FleurOccitane Rang: Administrateur
Nombre de messages : 5959 Localisation : Toulouse Date d'inscription : 30/04/2005
| Sujet: Sous le CPE, la démocratie Lun 1 Mai à 2:51 | |
| - Citation :
Sous le CPE, la démocratie
On entend ces jours-ci les noircisseurs de papiers journaux évoquer l’opposition grandissante entre la démocratie participative - celle des étudiants - et la démocratie représentative - celle du gouvernement et du parlement. La première serait celle des AG, par définition (journalistique) non représentative puisque noyautée par "l’extrême" gauche. L’institution usurpée telle qu’ainsi décrite par les médiacrates ne peut prendre que des décisions illégitimes : ainsi des blocages dont on nous explique qu’ils sont antithétiques avec le désir d’étudier de la "majorité" des étudiants ou des lycéens.
La seconde - la démocratie représentative - tire sa légitimité de la constitution et de l’élection, de la discussion parlementaire ; la loi une fois votée est intangible. Tel est l’état d’esprit des augures de bas étages, de nos messieurs loyaux (envers qui ou quoi ?), qui nous servent désormais de penseurs, de vecteurs, d’icônes.
Les deux conceptions sont contestables ensemble.

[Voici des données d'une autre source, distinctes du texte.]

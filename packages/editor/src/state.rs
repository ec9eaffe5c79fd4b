//! # Block Editor State Machine
//!
//! Pure reducer over [`EditorState`]. The save status cycles
//! `Idle → Dirty → Saving → Saved → Idle`, with `Error` reachable from
//! `Saving`. Direct writes (create, delete, resize, content) go through the
//! same cycle via the `Mutation*` actions. Placeholders, in-flight deletions
//! and the layout snapshot are tracked independently of the status. There is
//! no terminal state.

use bio_layout::{BlockKind, LayoutTable};
use serde::{Deserialize, Serialize};
use std::collections::BTreeSet;
use std::fmt;
use uuid::Uuid;

#[derive(Debug, Clone, Copy, Default, PartialEq, Eq, Hash, Serialize, Deserialize)]
#[serde(rename_all = "lowercase")]
pub enum SaveStatus {
    #[default]
    Idle,
    Dirty,
    Saving,
    Saved,
    Error,
}

impl fmt::Display for SaveStatus {
    fn fmt(&self, f: &mut fmt::Formatter<'_>) -> fmt::Result {
        let label = match self {
            SaveStatus::Idle => "idle",
            SaveStatus::Dirty => "dirty",
            SaveStatus::Saving => "saving",
            SaveStatus::Saved => "saved",
            SaveStatus::Error => "error",
        };
        f.write_str(label)
    }
}

/// Client-only block that has not been persisted yet
#[derive(Debug, Clone, PartialEq, Eq, Serialize, Deserialize)]
pub struct Placeholder {
    pub id: String,
    pub kind: BlockKind,
}

#[derive(Debug, Clone, Default, PartialEq)]
pub struct EditorState {
    pub placeholders: Vec<Placeholder>,
    pub deleting: BTreeSet<String>,
    /// Last layout observed from the grid engine
    pub pending_layout: Option<LayoutTable>,
    pub autosave_pending: bool,
    pub status: SaveStatus,
}

impl EditorState {
    pub fn new() -> Self {
        Self::default()
    }

    pub fn placeholder(&self, id: &str) -> Option<&Placeholder> {
        self.placeholders.iter().find(|p| p.id == id)
    }

    pub fn is_deleting(&self, id: &str) -> bool {
        self.deleting.contains(id)
    }

    /// True when nothing would be lost by discarding the editor
    pub fn is_settled(&self) -> bool {
        self.placeholders.is_empty() && self.pending_layout.is_none() && !self.autosave_pending
    }
}

#[derive(Debug, Clone, PartialEq)]
pub enum EditorAction {
    AddPlaceholder { id: String, kind: BlockKind },
    CancelPlaceholder { id: String },
    DeleteBlockStart { id: String },
    DeleteBlockFinish { id: String },
    SavePlaceholderStart { id: String },
    LayoutChanged { layout: LayoutTable },
    MarkDirty,
    RequestAutoSave,
    AutoSaveStart,
    AutoSaveSuccess,
    AutoSaveError,
    /// The layout was dragged back to the saved arrangement
    AutoSaveReverted,
    MutationStart,
    /// `layout_saved` is set when the write persisted the whole layout
    MutationSuccess { layout_saved: bool },
    MutationError,
    SavedTimeout,
}

/// Fresh local id for a placeholder
pub fn placeholder_id() -> String {
    format!("placeholder-{}", Uuid::new_v4())
}

impl EditorAction {
    /// `AddPlaceholder` with a fresh local id
    pub fn add_placeholder(kind: BlockKind) -> Self {
        EditorAction::AddPlaceholder {
            id: placeholder_id(),
            kind,
        }
    }

    pub fn name(&self) -> &'static str {
        match self {
            EditorAction::AddPlaceholder { .. } => "add_placeholder",
            EditorAction::CancelPlaceholder { .. } => "cancel_placeholder",
            EditorAction::DeleteBlockStart { .. } => "delete_block_start",
            EditorAction::DeleteBlockFinish { .. } => "delete_block_finish",
            EditorAction::SavePlaceholderStart { .. } => "save_placeholder_start",
            EditorAction::LayoutChanged { .. } => "layout_changed",
            EditorAction::MarkDirty => "mark_dirty",
            EditorAction::RequestAutoSave => "request_auto_save",
            EditorAction::AutoSaveStart => "auto_save_start",
            EditorAction::AutoSaveSuccess => "auto_save_success",
            EditorAction::AutoSaveError => "auto_save_error",
            EditorAction::AutoSaveReverted => "auto_save_reverted",
            EditorAction::MutationStart => "mutation_start",
            EditorAction::MutationSuccess { .. } => "mutation_success",
            EditorAction::MutationError => "mutation_error",
            EditorAction::SavedTimeout => "saved_timeout",
        }
    }
}

pub fn reduce(state: &EditorState, action: EditorAction) -> EditorState {
    let mut next = state.clone();

    match action {
        EditorAction::AddPlaceholder { id, kind } => {
            next.placeholders.push(Placeholder { id, kind });
            next.status = SaveStatus::Dirty;
        }
        EditorAction::CancelPlaceholder { id } => {
            next.placeholders.retain(|p| p.id != id);
            // a discarded placeholder alone must not leave the editor dirty
            if next.is_settled() {
                next.status = SaveStatus::Idle;
            }
        }
        EditorAction::DeleteBlockStart { id } => {
            next.deleting.insert(id);
        }
        EditorAction::DeleteBlockFinish { id } => {
            next.deleting.remove(&id);
            if let Some(layout) = next.pending_layout.as_mut() {
                layout.remove_block(&id);
            }
        }
        EditorAction::SavePlaceholderStart { id } => {
            next.placeholders.retain(|p| p.id != id);
        }
        EditorAction::LayoutChanged { layout } => {
            next.pending_layout = Some(layout);
        }
        EditorAction::MarkDirty => {
            next.status = SaveStatus::Dirty;
        }
        EditorAction::RequestAutoSave => {
            if next.pending_layout.is_some() {
                next.autosave_pending = true;
            }
            next.status = SaveStatus::Dirty;
        }
        EditorAction::AutoSaveStart => {
            next.autosave_pending = false;
            next.status = SaveStatus::Saving;
        }
        EditorAction::AutoSaveSuccess => {
            next.pending_layout = None;
            next.status = SaveStatus::Saved;
        }
        EditorAction::AutoSaveError => {
            next.status = SaveStatus::Error;
        }
        EditorAction::AutoSaveReverted => {
            next.pending_layout = None;
            next.autosave_pending = false;
            if next.status == SaveStatus::Dirty && next.placeholders.is_empty() {
                next.status = SaveStatus::Idle;
            }
        }
        EditorAction::MutationStart => {
            next.status = SaveStatus::Saving;
        }
        EditorAction::MutationSuccess { layout_saved } => {
            if layout_saved {
                next.pending_layout = None;
                next.autosave_pending = false;
            }
            next.status = if next.placeholders.is_empty() && !next.autosave_pending {
                SaveStatus::Saved
            } else {
                SaveStatus::Dirty
            };
        }
        EditorAction::MutationError => {
            next.status = SaveStatus::Error;
        }
        EditorAction::SavedTimeout => {
            if next.status == SaveStatus::Saved {
                next.status = SaveStatus::Idle;
            }
        }
    }

    next
}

D’abord la démocratie supposée représentative n’a de représentative que son affirmation même. Ceux qui contestent à juste titre la faible représentativité des grandes centrales syndicales pour leur taux réduit de syndicalisation (moins de 10% des salariés) ne disent pas que leur pouvoir ne tient qu’à une même part infime de la population salariée. Lors des élections le taux abstention et de vote nul, le vote pour les partis non gouvernementaux, réduit à la portion congrue la représentativité d’un gouvernement issu d’un seul ou de deux partis.
Notre aimable président représente au choix soit moins de 20% des français - auquel cas il est illégitime - soit 80% des français, dont une bonne partie est aujourd’hui dans la rue et qui à juste titre réclame d’être entendue. Notre premier consul n’a jamais été élu de sa vie. Il fait semblant de dialoguer, compose son propre peuple (d’étudiants, de patrons, de syndicats), et joue avec les représentants des corps constitués. Les membres du Conseil constitutionnel qui valideront à n’en pas douter la loi inique sur l’égalité des chances (arrêtez de rire vous faites trembler le clavier), sont nommés par ces mêmes personnes non ou mal élues.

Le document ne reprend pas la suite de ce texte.